Но понятно, в каком затруднении должны находиться эти благонамеренные и восчувствовавшие старички. С одной стороны, сердца их несутся к птицам и надзвездным высотам, с другой — нечто смутно говорит им, что птичьи песни уже никого не удовлетворяют и никому не нужны. И вот они начинают соединять несоединимое, начинают склеивать старое, привычное и любезное для них дело с делом новым, привлекающим их взоры своею жизненностью. И начинают они вдумываться, куда бы им примкнуться, начинают вникать в смысл происходящего перед ними движения, но смысла этого угадать не могут, а только улавливают одни внешние признаки, те самые, которые и в старинных реториках уже были помечены известными рубриками.

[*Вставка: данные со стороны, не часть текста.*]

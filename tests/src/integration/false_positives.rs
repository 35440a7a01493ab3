//! # False Positive Rate
//!
//! Empirical false positive rates measured over many non-member queries must
//! track the theoretical (1 - e^(-kn/m))^k.

#[cfg(test)]
mod tests {
    use membership_filter::domain::calculate_fpr;
    use membership_filter::MembershipFilter;
    use rand::distributions::Alphanumeric;
    use rand::rngs::StdRng;
    use rand::{Rng, SeedableRng};

    const CAPACITY: usize = 10_000;
    const QUERIES: usize = 50_000;

    fn filled(n: usize) -> MembershipFilter {
        let mut filter = MembershipFilter::new(CAPACITY, 3).unwrap();
        for i in 0..n {
            filter.add(&format!("member_{}", i));
        }
        filter
    }

    fn empirical_fpr<I>(filter: &MembershipFilter, queries: I) -> f64
    where
        I: IntoIterator<Item = String>,
    {
        let mut total = 0usize;
        let mut hits = 0usize;
        for query in queries {
            total += 1;
            if filter.might_contain(&query) {
                hits += 1;
            }
        }
        hits as f64 / total as f64
    }

    #[test]
    fn test_empirical_fpr_tracks_theory() {
        for n in [1_000, 2_000, 4_000] {
            let filter = filled(n);
            let theory = calculate_fpr(CAPACITY, n, 3);
            let observed = empirical_fpr(&filter, (0..QUERIES).map(|i| format!("query_{}", i)));

            assert!(
                (observed - theory).abs() <= theory * 0.15,
                "n={}: observed FPR {} too far from theoretical {}",
                n,
                observed,
                theory
            );
            assert!((filter.false_positive_rate() - theory).abs() < 1e-12);
        }
    }

    #[test]
    fn test_random_queries_fpr_bounded() {
        let n = 1_000;
        let filter = filled(n);
        let theory = calculate_fpr(CAPACITY, n, 3);

        let mut rng = StdRng::seed_from_u64(0x5EED);
        let queries = (0..QUERIES).map(|_| {
            let len = rng.gen_range(8..32);
            let body: String = (&mut rng)
                .sample_iter(&Alphanumeric)
                .take(len)
                .map(char::from)
                .collect();
            // Prefix keeps queries disjoint from the inserted "member_" keys
            format!("random:{}", body)
        });
        let queries: Vec<String> = queries.collect();

        let observed = empirical_fpr(&filter, queries);
        assert!(
            observed <= theory * 1.3 && observed >= theory * 0.7,
            "observed FPR {} outside tolerance of theoretical {}",
            observed,
            theory
        );
    }

    #[test]
    fn test_fill_based_fpr_matches_fill_ratio() {
        let filter = filled(2_000);
        let stats = filter.stats();

        let observed = empirical_fpr(&filter, (0..QUERIES).map(|i| format!("query_{}", i)));

        assert!(
            (observed - stats.fill_based_fpr).abs() <= stats.fill_based_fpr * 0.1,
            "observed {} vs fill-ratio estimate {}",
            observed,
            stats.fill_based_fpr
        );
    }

    #[test]
    fn test_fpr_increases_with_load() {
        let rates: Vec<f64> = [500, 1_000, 2_000, 4_000]
            .into_iter()
            .map(|n| empirical_fpr(&filled(n), (0..10_000).map(|i| format!("query_{}", i))))
            .collect();

        for pair in rates.windows(2) {
            assert!(pair[0] <= pair[1], "FPR should not drop as load grows: {:?}", rates);
        }
    }
}
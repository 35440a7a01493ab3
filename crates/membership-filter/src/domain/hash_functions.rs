//! Hash functions for the membership filter
//!
//! Three independent digest families (MD5, SHA-1, SHA-256) are applied to the
//! UTF-8 bytes of an item. Each digest is read as one big-endian unsigned
//! integer and reduced modulo the filter capacity, so an index is exactly
//! `int(hexdigest, 16) % capacity`.

use serde::{Deserialize, Serialize};
use sha1::Sha1;
use sha2::{Digest, Sha256};

/// Closed set of digest algorithms a filter can draw its hash functions from
///
/// Order matters: a filter with `hash_count = k` uses the first `k`
/// entries of [`HashAlgorithm::ALL`].
#[derive(Clone, Copy, Debug, PartialEq, Eq, Hash, Serialize, Deserialize)]
#[serde(rename_all = "lowercase")]
pub enum HashAlgorithm {
    Md5,
    Sha1,
    Sha256,
}

static ALGORITHMS: [HashAlgorithm; HashAlgorithm::COUNT] = HashAlgorithm::ALL;

impl HashAlgorithm {
    /// All available algorithms, in selection order
    pub const ALL: [HashAlgorithm; 3] = [
        HashAlgorithm::Md5,
        HashAlgorithm::Sha1,
        HashAlgorithm::Sha256,
    ];

    /// Number of available algorithms; the upper bound for `hash_count`
    pub const COUNT: usize = Self::ALL.len();

    /// The first `n` algorithms (all of them if `n` exceeds [`Self::COUNT`])
    pub fn first(n: usize) -> &'static [HashAlgorithm] {
        &ALGORITHMS[..n.min(Self::COUNT)]
    }

    /// Short lowercase name of the algorithm
    pub fn name(&self) -> &'static str {
        match self {
            HashAlgorithm::Md5 => "md5",
            HashAlgorithm::Sha1 => "sha1",
            HashAlgorithm::Sha256 => "sha256",
        }
    }

    /// Raw digest of `data`
    pub fn digest(&self, data: &[u8]) -> Vec<u8> {
        match self {
            HashAlgorithm::Md5 => md5::compute(data).0.to_vec(),
            HashAlgorithm::Sha1 => Sha1::digest(data).to_vec(),
            HashAlgorithm::Sha256 => Sha256::digest(data).to_vec(),
        }
    }

    /// Bit index of `data` in a filter of `capacity` bits
    ///
    /// `capacity` must be non-zero.
    pub fn index(&self, data: &[u8], capacity: usize) -> usize {
        reduce_digest(&self.digest(data), capacity)
    }
}

impl std::fmt::Display for HashAlgorithm {
    fn fmt(&self, f: &mut std::fmt::Formatter<'_>) -> std::fmt::Result {
        f.write_str(self.name())
    }
}

/// Reduce a big-endian digest modulo `modulus` without truncating it
///
/// Horner's rule over bytes; the accumulator stays below `modulus`, so
/// `acc * 256 + 255` always fits in a `u128`.
pub fn reduce_digest(digest: &[u8], modulus: usize) -> usize {
    debug_assert!(modulus > 0, "modulus must be positive");
    let m = modulus as u128;
    let acc = digest
        .iter()
        .fold(0u128, |acc, &byte| ((acc << 8) | byte as u128) % m);
    acc as usize
}

/// Compute one bit index per algorithm for `element`
pub fn compute_hash_positions(
    element: &[u8],
    algorithms: &[HashAlgorithm],
    capacity: usize,
) -> Vec<usize> {
    algorithms
        .iter()
        .map(|algorithm| algorithm.index(element, capacity))
        .collect()
}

Вторжение новой жизни собственно в нашу литературу (разумеется, в смысле искусства, а не науки) выразилось или в форме сатиры, которая провожает в царство теней все отживающее, или же в форме не всегда ясных и определенных приветствий тем темным, еще неузнанным силам, которых наплыв так ясно всеми чувствуется. Это и понятно. Новая жизнь еще слагается; она не может и выразиться иначе, как отрицательно, в форме сатиры, или в форме предчувствия и предведения. Но и для того, чтобы иметь право выразить их таким образом, искусство все-таки обязано иметь понятие о том, о чем оно ведет свою речь, и сверх того обладать каким-нибудь идеалом. Вот этим-то последним условиям и не может никак отвечать «поэт высот надзвездных», ибо все, что ни делается нового в мире, все это, так сказать, не при нем делается, и как ни усиливается он приобщиться к движению, но успевает в этом только отчасти, то есть именно схватыванием только некоторых внешних его признаков. И выходит из этого либо явная ложь, либо смех, либо бессмыслица, ибо нет в мире положения ужаснее положения Ювенала, задавшегося темою «бичевать» и недоумевающего, что ему бичевать, задавшегося темою «приветствовать» и недоумевающего, что ему приветствовать. За что он ни примется — везде попадет не туда, куда следует, за какой кусок ни зацепится — всегда пронесет его мимо рта. Начнет ювенальствовать — никого не покарает; начнет приветствовать — отприветствует так, что до новых веников не забудешь. Ибо и ювенальствует-то он против такого зла, которого никто не замечает, и приветствует-то совсем не ту силу, которая грядет, а ту, которая давным-давно отжила свой век.
Очевидно, что результатом таких усилий может быть только изобилие «мудреных слов», тех самых слов, о которых с таким страхом рассуждает Настасья Панкратьевна в комедии Островского «Тяжелые дни». «Как услышу, — говорит она, — слово «жупел», так руки-ноги и затрясутся». Но Настасья Панкратьевна, по крайней мере, откровенна: она прямо и сознается, что от этих слов ей страшно, а певцы «высот надзвездных», напротив того, всячески стараются скрыть свой страх и даже, как нарочно, нанизывают слова пострашнее и помудренее: смотрите, дескать, какой я храбрый!